## [INSTRUCTIONS TO FOLLOW]
With the line containing "pub fn read_profile(path: &Path)" as the start and the line containing "self.get(DEFAULT_PROFILE_ID)" as the end, transcribe that span of the entries below exactly, including both.

## [RECORDS SHOWN]
Content starts

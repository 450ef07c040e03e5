use std::fs;
use std::path::{Path, PathBuf};
use std::rc::Rc;

use crate::app::domain::{
    AnimationConfig, AnimationSpeed, ColorPalette, ProfileColors, TextStyle, ThemeProfile,
    TypeScale, TypographyConfig,
};
use crate::app::infrastructure::error::Result;

pub const DEFAULT_PROFILE_ID: &str = "obsidian-warmth";

fn style(font_size: &str, line_height: &str, font_weight: u16) -> TextStyle {
    TextStyle {
        font_size: font_size.to_string(),
        line_height: line_height.to_string(),
        font_weight,
    }
}

fn palette(values: [&str; 14]) -> ColorPalette {
    let [
        bg_primary,
        bg_secondary,
        bg_tertiary,
        text_primary,
        text_secondary,
        text_tertiary,
        accent_primary,
        accent_secondary,
        success,
        warning,
        error,
        info,
        pattern_glow,
        shadow,
    ] = values.map(str::to_string);

    ColorPalette {
        bg_primary,
        bg_secondary,
        bg_tertiary,
        text_primary,
        text_secondary,
        text_tertiary,
        accent_primary,
        accent_secondary,
        success,
        warning,
        error,
        info,
        pattern_glow,
        shadow,
    }
}

/// Warm brown-black base with gold accents. The default profile.
pub fn obsidian_warmth() -> ThemeProfile {
    ThemeProfile {
        id: DEFAULT_PROFILE_ID.to_string(),
        name: "Obsidian Warmth".to_string(),
        description: "Warm dark theme with a brown-black base and gold accents".to_string(),
        colors: ProfileColors {
            dark: palette([
                "#2E2625",
                "#3D3432",
                "#4A4340",
                "#E8E3E1",
                "#B8AFA9",
                "#8A827D",
                "#D4A574",
                "#B8956A",
                "#7FB069",
                "#E4A853",
                "#D16666",
                "#6B9AC4",
                "rgba(212, 165, 116, 0.15)",
                "rgba(0, 0, 0, 0.4)",
            ]),
            light: palette([
                "#F5F3F2",
                "#E8E3E1",
                "#DDD7D4",
                "#2E2625",
                "#5A504A",
                "#8A827D",
                "#A67844",
                "#8B6839",
                "#5A8F47",
                "#C88E3A",
                "#B84545",
                "#4A7A9E",
                "rgba(166, 120, 68, 0.12)",
                "rgba(46, 38, 37, 0.08)",
            ]),
        },
        typography: TypographyConfig {
            code_font: "\"JetBrains Mono\", \"Fira Code\", \"Cascadia Code\", monospace"
                .to_string(),
            ui_font: "\"Inter\", \"SF Pro Display\", -apple-system, BlinkMacSystemFont, \"Segoe UI\", sans-serif"
                .to_string(),
            scale: TypeScale {
                display: style("32px", "40px", 700),
                h1: style("24px", "32px", 600),
                h2: style("20px", "28px", 600),
                h3: style("16px", "24px", 500),
                body: style("14px", "20px", 400),
                small: style("12px", "16px", 400),
                tiny: style("10px", "14px", 500),
                code: style("14px", "20px", 400),
                code_small: style("12px", "16px", 400),
            },
        },
        animations: AnimationConfig {
            enabled: true,
            speed: AnimationSpeed::Normal,
            reduced_motion: false,
        },
    }
}

/// Known profiles: the built-in ones plus any user profiles loaded from disk.
///
/// Never empty; the default profile is always present.
#[derive(Debug, Clone)]
pub struct ProfileRegistry {
    profiles: Vec<Rc<ThemeProfile>>,
}

impl ProfileRegistry {
    pub fn builtin() -> Self {
        Self {
            profiles: vec![Rc::new(obsidian_warmth())],
        }
    }

    /// Built-in profiles plus every `*.toml` file in the user profile directory.
    pub fn load() -> Self {
        let mut registry = Self::builtin();
        let dir = Self::user_profile_dir();
        if dir.is_dir() {
            registry.load_dir(&dir);
        }
        registry
    }

    /// Register every parsable `*.toml` profile in `dir`. Malformed files are
    /// logged and skipped. Returns how many profiles were registered.
    pub fn load_dir(&mut self, dir: &Path) -> usize {
        let entries = match fs::read_dir(dir) {
            Ok(entries) => entries,
            Err(e) => {
                tracing::warn!(dir = %dir.display(), error = %e, "cannot read profile directory");
                return 0;
            }
        };

        let mut paths: Vec<PathBuf> = entries
            .filter_map(|entry| entry.ok().map(|e| e.path()))
            .filter(|path| path.extension().is_some_and(|ext| ext == "toml"))
            .collect();
        paths.sort();

        let mut loaded = 0;
        for path in paths {
            match Self::read_profile(&path) {
                Ok(profile) => {
                    tracing::debug!(id = %profile.id, path = %path.display(), "loaded theme profile");
                    self.register(profile);
                    loaded += 1;
                }
                Err(e) => {
                    tracing::warn!(path = %path.display(), error = %e, "skipping malformed theme profile");
                }
            }
        }
        loaded
    }

    pub fn read_profile(path: &Path) -> Result<ThemeProfile> {
        let contents = fs::read_to_string(path)?;
        Self::parse_profile(&contents)
    }

    pub fn parse_profile(contents: &str) -> Result<ThemeProfile> {
        Ok(toml::from_str(contents)?)
    }

    /// Add a profile, replacing any existing profile with the same id.
    pub fn register(&mut self, profile: ThemeProfile) -> Rc<ThemeProfile> {
        let profile = Rc::new(profile);
        match self.profiles.iter_mut().find(|p| p.id == profile.id) {
            Some(slot) => *slot = profile.clone(),
            None => self.profiles.push(profile.clone()),
        }
        profile
    }

    pub fn get(&self, id: &str) -> Option<Rc<ThemeProfile>> {
        self.profiles.iter().find(|p| p.id == id).cloned()
    }

    pub fn default_profile(&self) -> Rc<ThemeProfile> {
        self.get(DEFAULT_PROFILE_ID)
            .unwrap_or_else(|| self.profiles[0].clone())
    }

    pub fn profiles(&self) -> &[Rc<ThemeProfile>] {
        &self.profiles
    }

    pub fn ids(&self) -> Vec<&str> {
        self.profiles.iter().map(|p| p.id.as_str()).collect()
    }

    pub fn user_profile_dir() -> PathBuf {
        let mut path = dirs::config_dir().unwrap_or_else(|| PathBuf::from("."));
        path.push("patternpad");
        path.push("profiles");
        path
    }
}

impl Default for ProfileRegistry {
    fn default() -> Self {
        Self::builtin()
    }
}

#[cfg(test)]
pub(crate) mod tests {
    use super::*;

    /// A complete profile in the on-disk format, with a distinct id.
    pub(crate) fn sample_profile_toml(id: &str) -> String {
        let mut profile = obsidian_warmth();
        profile.id = id.to_string();
        profile.name = format!("Profile {}", id);
        profile.colors.dark.accent_primary = "#5FA8D3".to_string();
        profile.colors.light.accent_primary = "#1B6A96".to_string();
        toml::to_string(&profile).unwrap()
    }

    #[test]
    fn test_builtin_registry_has_default() {
        let registry = ProfileRegistry::builtin();
        assert_eq!(registry.default_profile().id, DEFAULT_PROFILE_ID);
        assert_eq!(registry.ids(), vec![DEFAULT_PROFILE_ID]);
    }

    #[test]
    fn test_palettes_are_not_degenerate() {
        let profile = obsidian_warmth();
        let dark = &profile.colors.dark;
        let light = &profile.colors.light;
        assert_ne!(dark.bg_primary, light.bg_primary);
        assert_ne!(dark.bg_secondary, light.bg_secondary);
        assert_ne!(dark.bg_tertiary, light.bg_tertiary);
        assert_ne!(dark.success, light.success);
        assert_ne!(dark.warning, light.warning);
        assert_ne!(dark.error, light.error);
        assert_ne!(dark.info, light.info);
    }

    #[test]
    fn test_parse_profile_from_toml() {
        let profile = ProfileRegistry::parse_profile(&sample_profile_toml("harbor")).unwrap();
        assert_eq!(profile.id, "harbor");
        assert_eq!(profile.colors.dark.accent_primary, "#5FA8D3");
        assert_eq!(profile.typography.scale.code.font_size, "14px");
    }

    #[test]
    fn test_parse_profile_missing_fields_fails() {
        let result = ProfileRegistry::parse_profile("id = \"broken\"\nname = \"Broken\"\n");
        assert!(result.is_err());
    }

    #[test]
    fn test_register_replaces_same_id() {
        let mut registry = ProfileRegistry::builtin();
        let mut replacement = obsidian_warmth();
        replacement.name = "Obsidian (custom)".to_string();
        registry.register(replacement);

        assert_eq!(registry.profiles().len(), 1);
        assert_eq!(registry.default_profile().name, "Obsidian (custom)");
    }

    #[test]
    fn test_load_dir_skips_malformed_files() {
        let dir = tempfile::tempdir().unwrap();
        fs::write(dir.path().join("harbor.toml"), sample_profile_toml("harbor")).unwrap();
        fs::write(dir.path().join("broken.toml"), "this is = = not toml").unwrap();
        fs::write(dir.path().join("notes.txt"), "ignored").unwrap();

        let mut registry = ProfileRegistry::builtin();
        let loaded = registry.load_dir(dir.path());

        assert_eq!(loaded, 1);
        assert!(registry.get("harbor").is_some());
        assert_eq!(registry.profiles().len(), 2);
    }

    #[test]
    fn test_load_dir_missing_directory() {
        let dir = tempfile::tempdir().unwrap();
        let mut registry = ProfileRegistry::builtin();
        assert_eq!(registry.load_dir(&dir.path().join("absent")), 0);
    }
}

Content ends

## [EXPECTED OUTPUT]
    pub fn read_profile(path: &Path) -> Result<ThemeProfile> {
        let contents = fs::read_to_string(path)?;
        Self::parse_profile(&contents)
    }

    pub fn parse_profile(contents: &str) -> Result<ThemeProfile> {
        Ok(toml::from_str(contents)?)
    }

    /// Add a profile, replacing any existing profile with the same id.
    pub fn register(&mut self, profile: ThemeProfile) -> Rc<ThemeProfile> {
        let profile = Rc::new(profile);
        match self.profiles.iter_mut().find(|p| p.id == profile.id) {
            Some(slot) => *slot = profile.clone(),
            None => self.profiles.push(profile.clone()),
        }
        profile
    }

    pub fn get(&self, id: &str) -> Option<Rc<ThemeProfile>> {
        self.profiles.iter().find(|p| p.id == id).cloned()
    }

    pub fn default_profile(&self) -> Rc<ThemeProfile> {
        self.get(DEFAULT_PROFILE_ID)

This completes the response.